A Misericórdia do Porto era então um potentado. Tinha no Porto três hospitais (Santo António, Conde de Ferreira e Rodrigues Semide, este último desaparecido porque a tuberculose deixou de ser o que era, o edifício transformado numa qualquer universidade privada), todos nacionalizados, sem indemnização, depois de 1975, colégios vários – de que apenas me lembro do Nossa Senhora da Esperança, dos Surdos-Mudos e dos Órfãos ou Nova Cintra - quase todos dedicados aos mais desafortunados da sorte, uma Igreja do mesmo nome com um riquíssimo acervo museológico, na Rua das Flores, ao lado da sede. Quintas e propriedades Douro acima, entre Douro e Minho e no Minho propriamente dito eram mais que muitas. Tudo isto obrigava a uma gestão intensa, multi-facetada e com muitas deslocações à mistura. Lembro-me de viagens a Barca de Alva, onde ficávamos na pensão da Sra. Crescência (a última vez que lá passei, há uns 20 anos, parecia o hotel do filme Psico), saíamos do Porto depois do almoço de Sábado e regressávamos no Domingo à tarde, depois de palmilhados os quinhentos ou seiscentos quilómetros da sinuosa estrada 222, cujas curvas e contra-curvas obrigavam à toma dum vomidrine que me punha a dormir  a viagem toda. Excepto daquela vez em que fui a cantar a música de “Puppett on a string”, corria o ano de 1967, o Eurofestival tinha sido ganho pela Sandie Shaw. Coitados, coitados, dos meus pais, apesar de, então, eu cantar afinadamente, nada do desastre actual, muito admiro e agradeço não me terem largado na beira da estrada...

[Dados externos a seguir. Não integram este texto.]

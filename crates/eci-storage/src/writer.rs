//! Output writers: `eci_results.csv` and `report.json`.

use std::path::Path;

use serde::Serialize;

use eci_analysis::pipeline::CohortReport;
use eci_core::errors::StorageError;
use eci_core::types::EciResult;

/// Flat CSV row for one sequence.
#[derive(Debug, Serialize)]
struct ResultRow<'a> {
    prompt_id: &'a str,
    model_name: &'a str,
    control: bool,
    mode: &'a str,
    n_windows: usize,
    n_tokens: usize,
    eci_raw: f64,
    early_eci_raw: Option<f64>,
    eci_residualized: f64,
}

impl<'a> From<&'a EciResult> for ResultRow<'a> {
    fn from(result: &'a EciResult) -> Self {
        let meta = &result.estimate.meta;
        Self {
            prompt_id: &meta.prompt_id,
            model_name: &meta.model_name,
            control: meta.control,
            mode: meta.mode.as_deref().unwrap_or(""),
            n_windows: result.estimate.n_windows,
            n_tokens: result.estimate.n_tokens,
            eci_raw: result.estimate.eci_raw,
            early_eci_raw: result.estimate.early_eci_raw,
            eci_residualized: result.eci_residualized,
        }
    }
}

fn io_error(path: &Path, e: impl std::fmt::Display) -> StorageError {
    StorageError::Io {
        path: path.display().to_string(),
        message: e.to_string(),
    }
}

fn ensure_parent(path: &Path) -> Result<(), StorageError> {
    match path.parent() {
        Some(parent) if !parent.as_os_str().is_empty() => {
            std::fs::create_dir_all(parent).map_err(|e| io_error(parent, e))
        }
        _ => Ok(()),
    }
}

/// One row per sequence.
pub fn write_results_csv(path: &Path, results: &[EciResult]) -> Result<(), StorageError> {
    ensure_parent(path)?;
    let csv_error = |e: csv::Error| StorageError::Csv {
        table: path.display().to_string(),
        message: e.to_string(),
    };

    let mut writer = csv::Writer::from_path(path).map_err(csv_error)?;
    for result in results {
        writer.serialize(ResultRow::from(result)).map_err(csv_error)?;
    }
    writer.flush().map_err(|e| io_error(path, e))?;
    tracing::info!(path = %path.display(), rows = results.len(), "wrote ECI results");
    Ok(())
}

pub fn write_report_json(path: &Path, report: &CohortReport) -> Result<(), StorageError> {
    ensure_parent(path)?;
    let json = serde_json::to_string_pretty(report).map_err(|e| StorageError::Json {
        path: path.display().to_string(),
        message: e.to_string(),
    })?;
    std::fs::write(path, json).map_err(|e| io_error(path, e))?;
    tracing::info!(path = %path.display(), "wrote report");
    Ok(())
}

Em 1954, tinha a Manelinha vinte meses e estando a minha mãe grávida de sete meses do Zé, ausentou-se o meu pai duas ou três semanas para um congresso em França, não sei se o tema eram as Misericórdias ou a gestão hospitalar, sei apenas que a viagem para Paris foi feita de comboio, deve ter durado dois dias para cada lado, e que não havia qualquer facilidade de comunicações pelo que as conversas com a minha mãe devem ter sido muito poucas, com os dois filhos ainda menos, o que levou a Manelinha a chorar de saudades, agarrada a um cachecol que “cheirava a papá”. Confiava-se na sorte e que tudo ia correr bem, o regresso dava-se no dia previsto, apesar de não haver telemóveis nem whattsapps para confirmar os dados do comboio . Há lá em casa velhas fotografias a preto e branco que penso retratam esse congresso, cheio de homens trajados a rigor, muito sérios, pouquíssimas mulheres, espartilhadas no formalismo dos anos cinquenta, rigor e formalidades inimagináveis nos tempos que correm.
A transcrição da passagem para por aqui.